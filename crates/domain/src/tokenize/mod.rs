//! Token replacement inside a profile
//!
//! Tokenizing runs in two passes. Every variable is first turned into a
//! [`VariablePlan`], a pure description of the edits it needs. Only when all
//! plans succeeded are the edits applied to the document, so a schema error
//! leaves the tree untouched.
//!
//! # Usage
//!
//! ```
//! use substvar_domain::document::Document;
//! use substvar_domain::tokenize::Tokenizer;
//! use substvar_domain::tokens::{TokenLayers, TokenScope, TokenTable};
//! use substvar_domain::variable::Profile;
//!
//! let mut doc = Document::new("repository");
//! let root = doc.root();
//! let var = doc.append_element(root, "globalVariable", "");
//! doc.append_element(var, "name", "dbHost");
//! doc.append_element(var, "value", "localhost");
//! doc.append_element(var, "type", "String");
//!
//! let layers = TokenLayers::new().with_table(
//!     TokenTable::new(TokenScope::Application, "app-tokens.properties")
//!         .with_token("dbHost", "prod-db.internal"),
//! );
//! let mut profile = Profile::from_document(doc).unwrap();
//! let report = Tokenizer::new(&layers).tokenize(&mut profile).unwrap();
//! assert_eq!(report.tokenized_count(), 1);
//! ```

mod edit;
mod engine;
mod report;

pub use edit::{Edit, VariablePlan, apply_edits, plan_variable};
pub use engine::Tokenizer;
pub use report::{MASK, TokenizeReport, VariableOutcome};
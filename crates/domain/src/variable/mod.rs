//! Global variable records and the profile that owns them

mod flatten;
mod profile;
mod record;

pub use flatten::{PropertyMap, flatten};
pub use profile::Profile;
pub use record::{GlobalVariable, PASSWORD_TYPE, field, parse_variables};
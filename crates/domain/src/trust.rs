//! Trust settings for downloading remote token files.

use serde::{Deserialize, Serialize};
use std::path::PathBuf;

/// Which server certificates a remote download accepts.
///
/// Built by the caller and handed to the fetcher; nothing here touches the
/// process-wide TLS configuration.
#[derive(Debug, Clone, Serialize, Deserialize, PartialEq, Eq)]
pub struct TrustConfig {
    /// Whether to verify server certificates.
    #[serde(default = "default_true")]
    pub verify_certificates: bool,

    /// Extra CA certificates to trust on top of the built-in roots.
    #[serde(default)]
    pub ca_certificates: Vec<CertificateSource>,

    /// Accept invalid or self-signed certificates.
    #[serde(default)]
    pub danger_accept_invalid_certs: bool,
}

impl Default for TrustConfig {
    fn default() -> Self {
        Self {
            verify_certificates: true,
            ca_certificates: Vec::new(),
            danger_accept_invalid_certs: false,
        }
    }
}

const fn default_true() -> bool {
    true
}

impl TrustConfig {
    /// Creates a config that verifies certificates against the built-in roots.
    #[must_use]
    pub fn new() -> Self {
        Self::default()
    }

    /// Creates a config that accepts any certificate. Only for tests and
    /// throwaway environments.
    #[must_use]
    pub fn insecure() -> Self {
        Self {
            verify_certificates: false,
            danger_accept_invalid_certs: true,
            ..Self::default()
        }
    }

    /// Returns true when certificates are verified.
    #[must_use]
    pub const fn is_secure(&self) -> bool {
        self.verify_certificates && !self.danger_accept_invalid_certs
    }

    /// Adds a CA certificate from a PEM file.
    #[must_use]
    pub fn with_ca_pem_file(mut self, path: impl Into<PathBuf>) -> Self {
        self.ca_certificates
            .push(CertificateSource::PemFile { path: path.into() });
        self
    }

    /// Adds a CA certificate from a DER file.
    #[must_use]
    pub fn with_ca_der_file(mut self, path: impl Into<PathBuf>) -> Self {
        self.ca_certificates
            .push(CertificateSource::DerFile { path: path.into() });
        self
    }

    /// Adds a CA certificate, picking the encoding from the file extension.
    /// `.der` and `.cer` are read as DER, anything else as PEM.
    #[must_use]
    pub fn with_ca_file(self, path: impl Into<PathBuf>) -> Self {
        let path = path.into();
        let is_der = path
            .extension()
            .and_then(|e| e.to_str())
            .is_some_and(|e| e.eq_ignore_ascii_case("der") || e.eq_ignore_ascii_case("cer"));
        if is_der {
            self.with_ca_der_file(path)
        } else {
            self.with_ca_pem_file(path)
        }
    }
}

/// Source for a certificate.
#[derive(Debug, Clone, Serialize, Deserialize, PartialEq, Eq)]
#[serde(tag = "type", rename_all = "snake_case")]
pub enum CertificateSource {
    /// Load from a PEM file.
    PemFile {
        /// Path to the PEM file.
        path: PathBuf,
    },
    /// Load from a DER file.
    DerFile {
        /// Path to the DER file.
        path: PathBuf,
    },
    /// Inline PEM content.
    PemContent {
        /// PEM-encoded certificate content.
        content: String,
    },
}

#[cfg(test)]
#[allow(clippy::unwrap_used, clippy::expect_used, clippy::panic)]
mod tests {
    use super::*;
    use pretty_assertions::assert_eq;

    #[test]
    fn test_default_is_secure() {
        let config = TrustConfig::default();
        assert!(config.verify_certificates);
        assert!(config.is_secure());
        assert!(config.ca_certificates.is_empty());
    }

    #[test]
    fn test_insecure() {
        assert!(!TrustConfig::insecure().is_secure());
    }

    #[test]
    fn test_with_ca_file_picks_encoding() {
        let config = TrustConfig::new()
            .with_ca_file("certs/corp.pem")
            .with_ca_file("certs/root.DER");

        assert_eq!(
            config.ca_certificates,
            vec![
                CertificateSource::PemFile {
                    path: PathBuf::from("certs/corp.pem")
                },
                CertificateSource::DerFile {
                    path: PathBuf::from("certs/root.DER")
                },
            ]
        );
    }

    #[test]
    fn test_deserialize_defaults() {
        let config: TrustConfig =
            serde_json::from_str(r#"{"ca_certificates":[{"type":"pem_file","path":"a.pem"}]}"#)
                .unwrap();
        assert!(config.verify_certificates);
        assert_eq!(config.ca_certificates.len(), 1);
    }
}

### Description of the task
Print the listing above from its first line through the line with "a schema error", and stop there.

### Expected answer
filename crates/domain/src/tokenize/mod.rs
//! Token replacement inside a profile
//!
//! Tokenizing runs in two passes. Every variable is first turned into a
//! [`VariablePlan`], a pure description of the edits it needs. Only when all
//! plans succeeded are the edits applied to the document, so a schema error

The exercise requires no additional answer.